Indeed, of the 15 stock market indexes surveyed, on only Britain’s FTSE was expected to achieve last year’s performance. In 2023 nearly all of them gained more than 10%.
“Equity return expectations in 2024 should stay muted – 2023’s double-digit market returns will be hard to duplicate,” said Daniel Morgan, senior portfolio manager at Synovus Trust, adding that stocks “are priced for perfection”.
The benchmark S&P 500 index, which sets the tone for global portfolio flows and is one of the best performers this year with a more than 11% gain, is forecast to end 2024 near current levels.

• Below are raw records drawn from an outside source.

//! # Optimizers
//!
//! Maximizers used to fit model hyperparameters.
//!
//! - **Rprop**: sign-based gradient ascent, used for Gaussian-process log
//!   marginal likelihood (analytic gradients available)
//! - **Nelder-Mead**: derivative-free simplex search, used for mean-function
//!   fitting where only the objective value is computed
//!
//! Objectives return an [`Evaluation`]; gradient-free objectives use
//! [`Evaluation::no_grad`].
//!
//! ## Example
//!
//! ```rust
//! use gp_dynamics::opt::{Evaluation, NelderMead, NelderMeadConfig, Optimizer};
//! use ndarray::array;
//!
//! let optimizer = NelderMead::new(NelderMeadConfig::default());
//! let optimum = optimizer.maximize(
//!     |p| Evaluation::no_grad(-(p[0] - 3.0).powi(2)),
//!     &array![0.0],
//!     None,
//! );
//! assert!((optimum.params[0] - 3.0).abs() < 1e-3);
//! ```

mod nelder_mead;
mod rprop;

pub use nelder_mead::{NelderMead, NelderMeadConfig};
pub use rprop::{Rprop, RpropConfig};

use ndarray::Array1;

/// Objective value at a point, with an optional gradient
#[derive(Debug, Clone)]
pub struct Evaluation {
    /// Objective value (larger is better)
    pub value: f64,
    /// Gradient of the objective, when the objective provides one
    pub gradient: Option<Array1<f64>>,
}

impl Evaluation {
    /// Evaluation carrying a gradient
    pub fn with_gradient(value: f64, gradient: Array1<f64>) -> Self {
        Self {
            value,
            gradient: Some(gradient),
        }
    }

    /// Evaluation without gradient information
    pub fn no_grad(value: f64) -> Self {
        Self {
            value,
            gradient: None,
        }
    }
}

/// Best point found by an optimizer
#[derive(Debug, Clone)]
pub struct Optimum {
    /// Parameters at the best point
    pub params: Array1<f64>,
    /// Objective value at `params`
    pub value: f64,
}

/// A maximizer over an optionally box-bounded parameter space
pub trait Optimizer {
    /// Maximize `objective` starting from `init`.
    ///
    /// When `bounds` is `Some((lo, hi))` every coordinate is clamped to
    /// `[lo, hi]`. The returned optimum never has a NaN value unless every
    /// evaluated point did.
    fn maximize<F>(&self, objective: F, init: &Array1<f64>, bounds: Option<(f64, f64)>) -> Optimum
    where
        F: Fn(&Array1<f64>) -> Evaluation;
}

/// Clamp every coordinate into `bounds`
pub(crate) fn clamp(params: &mut Array1<f64>, bounds: Option<(f64, f64)>) {
    if let Some((lo, hi)) = bounds {
        params.mapv_inplace(|v| v.clamp(lo, hi));
    }
}

/// `true` when `candidate` improves on `incumbent`, treating non-finite values as worst
pub(crate) fn improves(candidate: f64, incumbent: f64) -> bool {
    candidate.is_finite() && (!incumbent.is_finite() || candidate > incumbent)
}

#[cfg(test)]
mod tests {
    use super::*;
    use ndarray::array;

    #[test]
    fn test_clamp() {
        let mut p = array![-10.0, 0.5, 10.0];
        clamp(&mut p, Some((-1.0, 1.0)));
        assert_eq!(p, array![-1.0, 0.5, 1.0]);

        let mut q = array![-10.0];
        clamp(&mut q, None);
        assert_eq!(q, array![-10.0]);
    }

    #[test]
    fn test_improves() {
        assert!(improves(1.0, 0.0));
        assert!(!improves(0.0, 1.0));
        assert!(improves(-5.0, f64::NAN));
        assert!(!improves(f64::NAN, -5.0));
        assert!(!improves(f64::INFINITY, 0.0));
    }
}
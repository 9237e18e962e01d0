// Worker - Handler-driven run loop with per-item failure isolation

mod panic_guard;

pub use panic_guard::{execute_guarded_async, PanicGuardResult};

use crate::domain::Message;
use crate::port::{MessageHandler, MessageReceiver, Worker};
use async_trait::async_trait;
use serde::Serialize;
use std::sync::atomic::{AtomicU64, Ordering};
use tracing::{debug, warn};

/// Outcome counters of a `HandlerWorker`, summed over all of its executions
#[derive(Debug, Clone, Copy, Default, PartialEq, Eq, Serialize)]
pub struct WorkerStats {
    pub succeeded: u64,
    pub failed: u64,
    pub panicked: u64,
}

impl WorkerStats {
    pub fn total(&self) -> u64 {
        self.succeeded + self.failed + self.panicked
    }
}

/// Adapts a `MessageHandler` into a `Worker`
///
/// Every `handle` call runs inside the panic guard: a returned error or a
/// panic is logged and counted, then the loop moves on to the next message.
/// The loop ends only when the buffer is closed and drained.
pub struct HandlerWorker<H> {
    handler: H,
    succeeded: AtomicU64,
    failed: AtomicU64,
    panicked: AtomicU64,
}

impl<H: MessageHandler> HandlerWorker<H> {
    pub fn new(handler: H) -> Self {
        Self {
            handler,
            succeeded: AtomicU64::new(0),
            failed: AtomicU64::new(0),
            panicked: AtomicU64::new(0),
        }
    }

    pub fn handler(&self) -> &H {
        &self.handler
    }

    pub fn stats(&self) -> WorkerStats {
        WorkerStats {
            succeeded: self.succeeded.load(Ordering::Acquire),
            failed: self.failed.load(Ordering::Acquire),
            panicked: self.panicked.load(Ordering::Acquire),
        }
    }

    /// Process one message; never unwinds
    async fn process(&self, message: Message) {
        // The call itself sits inside the async block so a panic raised
        // before the handler's first await is caught too
        let result = execute_guarded_async(async { self.handler.handle(message).await }).await;

        match result {
            PanicGuardResult::Success(Ok(())) => {
                self.succeeded.fetch_add(1, Ordering::AcqRel);
            }
            PanicGuardResult::Success(Err(e)) => {
                warn!(error = %e, "Message processing failed");
                self.failed.fetch_add(1, Ordering::AcqRel);
            }
            PanicGuardResult::Panicked(_) => {
                self.panicked.fetch_add(1, Ordering::AcqRel);
            }
        }
    }
}

#[async_trait]
impl<H: MessageHandler> Worker for HandlerWorker<H> {
    async fn run(&self, receiver: MessageReceiver) {
        debug!("Worker run loop started");
        while let Some(message) = receiver.recv().await {
            self.process(message).await;
        }
        debug!("Worker run loop finished: buffer closed and drained");
    }
}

Japan’s NIKKEI index, up more than 15% for the year, was predicted to add another 5% in the second half of 2024. If realised, this would be the second year in a row where the index has outperformed most of its peers.
European and British stocks, which had a good run this year as both Britain and euro zone economies escaped a recession, were either predicted to make little headway or shed a little from here by the end of the year.

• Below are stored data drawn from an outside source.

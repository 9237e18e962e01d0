// Queue Engine - bounded buffer, worker supervision & lifecycle

mod builder;
mod engine;
mod live;

pub use builder::QueueBuilder;
pub use engine::TaskQueue;
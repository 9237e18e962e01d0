// Taskq Core - Queue engine, capabilities & failure isolation
// NO transport or I/O dependencies: producers and workers plug in via ports

pub mod application;
pub mod domain;
pub mod error;
pub mod port;

pub use application::{HandlerWorker, QueueBuilder, TaskQueue, WorkerStats};
pub use domain::{JsonMessage, Message, QueueConfig, QueuedMessage};
pub use error::{QueueError, Result};
pub use port::{BoxError, MessageHandler, MessageReceiver, Worker};

pub const VERSION: &str = env!("CARGO_PKG_VERSION");
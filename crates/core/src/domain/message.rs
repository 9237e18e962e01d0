// Queued Message Domain Model

use serde::de::DeserializeOwned;
use serde::Serialize;

/// A unit of work accepted by the queue
///
/// The only requirement is conversion to bytes. The engine takes ownership at
/// enqueue time and never mutates the message.
pub trait QueuedMessage: Send + Sync + 'static {
    fn to_bytes(&self) -> Vec<u8>;
}

/// Message as carried by the buffer
pub type Message = Box<dyn QueuedMessage>;

impl std::fmt::Debug for dyn QueuedMessage {
    fn fmt(&self, f: &mut std::fmt::Formatter<'_>) -> std::fmt::Result {
        f.debug_struct("QueuedMessage")
            .field("len", &self.to_bytes().len())
            .finish()
    }
}

impl QueuedMessage for Vec<u8> {
    fn to_bytes(&self) -> Vec<u8> {
        self.clone()
    }
}

impl QueuedMessage for String {
    fn to_bytes(&self) -> Vec<u8> {
        self.as_bytes().to_vec()
    }
}

impl QueuedMessage for &'static str {
    fn to_bytes(&self) -> Vec<u8> {
        self.as_bytes().to_vec()
    }
}

/// JSON payload, encoded once at construction so `to_bytes` cannot fail
#[derive(Debug, Clone, PartialEq, Eq)]
pub struct JsonMessage {
    bytes: Vec<u8>,
}

impl JsonMessage {
    pub fn new<T: Serialize>(value: &T) -> Result<Self, serde_json::Error> {
        Ok(Self {
            bytes: serde_json::to_vec(value)?,
        })
    }

    /// Decode the payload back into a typed value
    pub fn decode<T: DeserializeOwned>(&self) -> Result<T, serde_json::Error> {
        serde_json::from_slice(&self.bytes)
    }
}

impl QueuedMessage for JsonMessage {
    fn to_bytes(&self) -> Vec<u8> {
        self.bytes.clone()
    }
}
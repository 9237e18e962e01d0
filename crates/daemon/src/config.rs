//! Environment configuration for the daemon

use taskq_core::QueueConfig;
use tracing::warn;

pub const WORKER_COUNT_VAR: &str = "TASKQ_WORKER_COUNT";
pub const BUFFER_SIZE_VAR: &str = "TASKQ_BUFFER_SIZE";

/// Load queue configuration from the process environment
pub fn load() -> QueueConfig {
    load_from(|key| std::env::var(key).ok())
}

/// Load queue configuration through `lookup`
///
/// Unset or unparsable values keep their defaults.
pub fn load_from(lookup: impl Fn(&str) -> Option<String>) -> QueueConfig {
    let defaults = QueueConfig::default();
    QueueConfig {
        worker_count: parse_or(&lookup, WORKER_COUNT_VAR, defaults.worker_count),
        buffer_size: parse_or(&lookup, BUFFER_SIZE_VAR, defaults.buffer_size),
    }
}

fn parse_or(lookup: &impl Fn(&str) -> Option<String>, key: &str, default: usize) -> usize {
    match lookup(key) {
        None => default,
        Some(raw) => raw.trim().parse().unwrap_or_else(|_| {
            warn!(key, value = %raw, default, "Invalid value, using default");
            default
        }),
    }
}
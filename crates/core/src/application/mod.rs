// Application Layer - Queue engine and worker run loops

pub mod queue;
pub mod worker;

// Re-exports
pub use queue::{QueueBuilder, TaskQueue};
pub use worker::{execute_guarded_async, HandlerWorker, PanicGuardResult, WorkerStats};
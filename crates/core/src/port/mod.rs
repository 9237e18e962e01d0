// Port Layer - Interfaces for pluggable collaborators

pub mod receiver;
pub mod worker;

// Re-exports
pub use receiver::MessageReceiver;
pub use worker::{BoxError, MessageHandler, Worker};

The Euro STOXX 50 index, France’s CAC 40 and Spain’s IBEX which are up 11.6%, 7.9% and 12.2% respectively this year, were forecast to gain another 1-2%.

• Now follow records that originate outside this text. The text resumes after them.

// Worker Port - consumer capabilities plugged into the queue engine

use super::MessageReceiver;
use crate::domain::Message;
use async_trait::async_trait;

/// Error type for per-item processing failures
pub type BoxError = Box<dyn std::error::Error + Send + Sync>;

/// Worker trait
///
/// `run` drains the shared buffer and returns only when `recv` yields `None`
/// (intake closed and buffer empty). A conforming implementation absorbs every
/// per-item failure, panics included, and keeps looping.
///
/// Implementations:
/// - HandlerWorker: wraps a `MessageHandler` with panic isolation
#[async_trait]
pub trait Worker: Send + Sync + 'static {
    async fn run(&self, receiver: MessageReceiver);
}

/// Per-item processing logic
///
/// Errors and panics raised here are contained by `HandlerWorker`.
#[async_trait]
pub trait MessageHandler: Send + Sync + 'static {
    async fn handle(&self, message: Message) -> Result<(), BoxError>;
}

// ============================================================================
// Mock Implementations for Testing
// ============================================================================

pub mod mocks {
    use super::*;
    use std::sync::atomic::{AtomicUsize, Ordering};
    use std::sync::Mutex;

    /// Mock handler behavior
    #[derive(Debug, Clone)]
    pub enum MockBehavior {
        /// Always succeed
        Success,
        /// Always fail with message
        Fail(String),
        /// Panic when the payload matches these bytes, succeed otherwise
        PanicOn(Vec<u8>),
    }

    /// Mock Message Handler for testing
    pub struct MockHandler {
        behavior: MockBehavior,
        call_count: AtomicUsize,
        seen: Mutex<Vec<Vec<u8>>>,
    }

    impl MockHandler {
        pub fn new(behavior: MockBehavior) -> Self {
            Self {
                behavior,
                call_count: AtomicUsize::new(0),
                seen: Mutex::new(Vec::new()),
            }
        }
        pub fn new_success() -> Self {
            Self::new(MockBehavior::Success)
        }
        pub fn new_fail(message: impl Into<String>) -> Self {
            Self::new(MockBehavior::Fail(message.into()))
        }
        pub fn new_panic_on(payload: impl Into<Vec<u8>>) -> Self {
            Self::new(MockBehavior::PanicOn(payload.into()))
        }
        pub fn call_count(&self) -> usize {
            self.call_count.load(Ordering::SeqCst)
        }
        /// Payloads handled so far, in call order
        pub fn seen(&self) -> Vec<Vec<u8>> {
            self.seen.lock().unwrap().clone()
        }
    }

    #[async_trait]
    impl MessageHandler for MockHandler {
        async fn handle(&self, message: Message) -> Result<(), BoxError> {
            self.call_count.fetch_add(1, Ordering::SeqCst);
            let bytes = message.to_bytes();
            self.seen.lock().unwrap().push(bytes.clone());

            match &self.behavior {
                MockBehavior::Success => Ok(()),
                MockBehavior::Fail(msg) => Err(msg.clone().into()),
                MockBehavior::PanicOn(trigger) => {
                    if bytes == *trigger {
                        panic!("mock panic on {}", String::from_utf8_lossy(&bytes));
                    }
                    Ok(())
                }
            }
        }
    }

    /// Worker that drains the buffer without doing anything
    #[derive(Debug, Default)]
    pub struct IdleWorker;

    #[async_trait]
    impl Worker for IdleWorker {
        async fn run(&self, receiver: MessageReceiver) {
            while receiver.recv().await.is_some() {}
        }
    }
}
//! Taskq Daemon - Main Entry Point
//! Feeds stdin lines through the worker pool until EOF or Ctrl+C

mod config;
mod handler;

use anyhow::Result;
use handler::LogHandler;
use std::sync::Arc;
use std::time::Duration;
use taskq_core::{HandlerWorker, TaskQueue};
use tokio::io::{AsyncBufReadExt, BufReader};
use tracing::{info, warn};
use tracing_subscriber::{fmt, layer::SubscriberExt, util::SubscriberInitExt, EnvFilter};

const VERSION: &str = env!("CARGO_PKG_VERSION");

/// Backoff before retrying an enqueue rejected by a full buffer
const FULL_QUEUE_RETRY_DELAY: Duration = Duration::from_millis(50);

#[tokio::main]
async fn main() -> Result<()> {
    // 1. Initialize logging
    let log_format = std::env::var("TASKQ_LOG_FORMAT").unwrap_or_else(|_| "pretty".to_string());

    let env_filter = EnvFilter::try_from_default_env()
        .or_else(|_| EnvFilter::try_new("taskq=info,taskq_core=info"))?;

    match log_format.as_str() {
        "json" => {
            tracing_subscriber::registry()
                .with(env_filter)
                .with(fmt::layer().json())
                .init();
        }
        _ => {
            tracing_subscriber::registry()
                .with(env_filter)
                .with(fmt::layer().pretty())
                .init();
        }
    }

    info!("Taskq v{} starting...", VERSION);

    // 2. Load configuration
    let queue_config = config::load();
    info!(
        worker_count = queue_config.worker_count,
        buffer_size = queue_config.buffer_size,
        "Configuration loaded"
    );

    // 3. Build and start the queue
    let worker = Arc::new(HandlerWorker::new(LogHandler));
    let queue = TaskQueue::builder()
        .shared_worker(Arc::clone(&worker))
        .config(queue_config)
        .build()?;
    queue.start()?;

    info!("System ready. Reading messages from stdin (Ctrl+C to stop)");

    // 4. Produce until EOF or shutdown signal
    let mut lines = BufReader::new(tokio::io::stdin()).lines();
    let ctrl_c = tokio::signal::ctrl_c();
    tokio::pin!(ctrl_c);

    loop {
        tokio::select! {
            line = lines.next_line() => match line? {
                Some(line) => enqueue_with_retry(&queue, line).await?,
                None => {
                    info!("Input closed");
                    break;
                }
            },
            _ = &mut ctrl_c => {
                info!("Shutdown signal received");
                break;
            }
        }
    }

    // 5. Graceful shutdown: close intake, let workers drain
    queue.shutdown();
    queue.wait().await;

    let stats = worker.stats();
    info!(
        succeeded = stats.succeeded,
        failed = stats.failed,
        panicked = stats.panicked,
        "Shutdown complete."
    );

    Ok(())
}

/// The queue never blocks producers; a full buffer is retried here
async fn enqueue_with_retry(queue: &TaskQueue, line: String) -> Result<()> {
    let mut warned = false;
    loop {
        match queue.queue(line.clone()) {
            Ok(()) => return Ok(()),
            Err(e) if e.is_full() => {
                if !warned {
                    warn!(usage = queue.usage(), "Queue full, retrying");
                    warned = true;
                }
                tokio::time::sleep(FULL_QUEUE_RETRY_DELAY).await;
            }
            Err(e) => return Err(e.into()),
        }
    }
}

Britain’s FTSE, the European STOXX 600 and Germany’s DAX index were seen falling 1.4%, 1.9% and 0.2%, respectively, between now and year-end.
Despite high valuations, India’s benchmark BSE index was forecast to lead its peers and gain more than 8% for the remainder of the year. The Sensex was already up more than 2% for the year.
(Reporting by Hari Kishan; Additional reporting and polling by correspondents in Bengaluru, Buenos Aires, London, Mexico City, Milan, New York, San Francisco, Sao Paulo, Tokyo, and Toronto; Editing by Ross Finley and Alex Richardson)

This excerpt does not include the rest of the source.